At 5 ℃, the compound of formula 2 (5.20g, 20.0mmol) in dry THF (30ml) and stirred at t-butyl chloride (1.0M THF solution, 42ml, 42.0mmol). The reaction temperature was raised to 25 ℃, and the mixture was stirred for 30 minutes. After addition of lithium chloride (21.0mmol), was slowly added dropwise the compound 3-1 (approximately 28.4mmol) and THF (30ml) mixed solution, keeping the temperature during at 5 ℃. Bi drops, stirred for 15 hours. With aqueous 1N HCl (25ml) The reaction solution was quenched (HPLC assay Sp: Rp ratio of 4: 1). Toluene was added (100ml), temperature was raised to room temperature. The organic layer was washed with 1N HCl, water, 5% Na ₂ CO ₃ and washed with brine, dried over anhydrous magnesium sulfate, filtered, and the solvent was distilled off under reduced pressure to a solid, was added methylene chloride (20ml), stirred for 5 minutes plus isopropyl ether, stirring was continued for 2 hours, the precipitated solid was filtered off. The solid was dissolved by heating in dichloromethane (60ml), slowly cooled to room temperature and the precipitated crystalline solid. Repeat if necessary obtain pure crystalline sofosbuvir (2.6g, yield 25%, HPLC purity measured 98.8%).

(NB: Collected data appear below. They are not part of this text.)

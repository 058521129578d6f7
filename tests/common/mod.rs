#![allow(dead_code)]

use pbxsplice::document::{IdAllocator, IdSource, ManifestDocument};
use pbxsplice::models::ObjectKind;

/// A small app target with one Swift package (LaunchAtLogin) and a helper script.
pub const PROJECT: &str = include_str!("project.pbxproj");

/// Two `Foo.swift` references in different groups.
pub const DUPLICATE_PATHS: &str = include_str!("duplicate_paths.pbxproj");

pub const CORE_GROUP: &str = "C10000000000000000000003";
pub const AGENT_REF: &str = "F10000000000000000000002";
pub const STORE_REF: &str = "F10000000000000000000003";
pub const SOURCES_PHASE: &str = "B10000000000000000000002";

/// Hands out `ABC000…001`, `ABC000…002`, … so tests can predict ids.
pub struct SequentialIds(u64);

impl IdSource for SequentialIds {
    fn candidate(&mut self) -> String {
        self.0 += 1;
        format!("ABC{:021X}", self.0)
    }
}

pub fn document(text: &str) -> ManifestDocument {
    ManifestDocument::with_allocator(text, IdAllocator::with_source(SequentialIds(0)))
}

pub fn new_id(n: u64) -> String {
    format!("ABC{:021X}", n)
}

pub fn count_kind(doc: &ManifestDocument, kind: &ObjectKind) -> usize {
    doc.records()
        .expect("Failed to parse records")
        .iter()
        .filter(|r| &r.kind == kind)
        .count()
}

pub fn braces_balanced(text: &str) -> bool {
    text.matches('{').count() == text.matches('}').count()
}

³¹ PNMR (CDCl ₃ , 300 Hz, H ₃ PO ₄ as internal standard): δ3.54ppm;

¹³ C NMR (CDCl ₃ , 300 Hz): δ173.1 (d), 162.7 (s), 150.2 (d), 139.3 (d), 129.6 (q);

MS (M + H): 530.1.

Preparation of compounds of formula 2 shown in Example 3-2

(1) a nucleophilic reagent as NaSCN, the phase transfer catalyst is TBAB

The compound (product of Example 1, step (a)) is represented by the formula 3-1 is dissolved in dichloromethane (20ml) was added TBAB (2.8mmol), the NaSCN (35mmol) in water (2.0ml) was added dropwise It was added to the reaction solution. Dropping was completed, stirring was continued for 60 minutes, the solid was removed by filtration. The filtrate was washed with water, add MgSO ₄ dried for 24 hours. Filtered, and the filtrate was evaporated under reduced pressure, to obtain a compound of formula 3-2 as (where X = SCN).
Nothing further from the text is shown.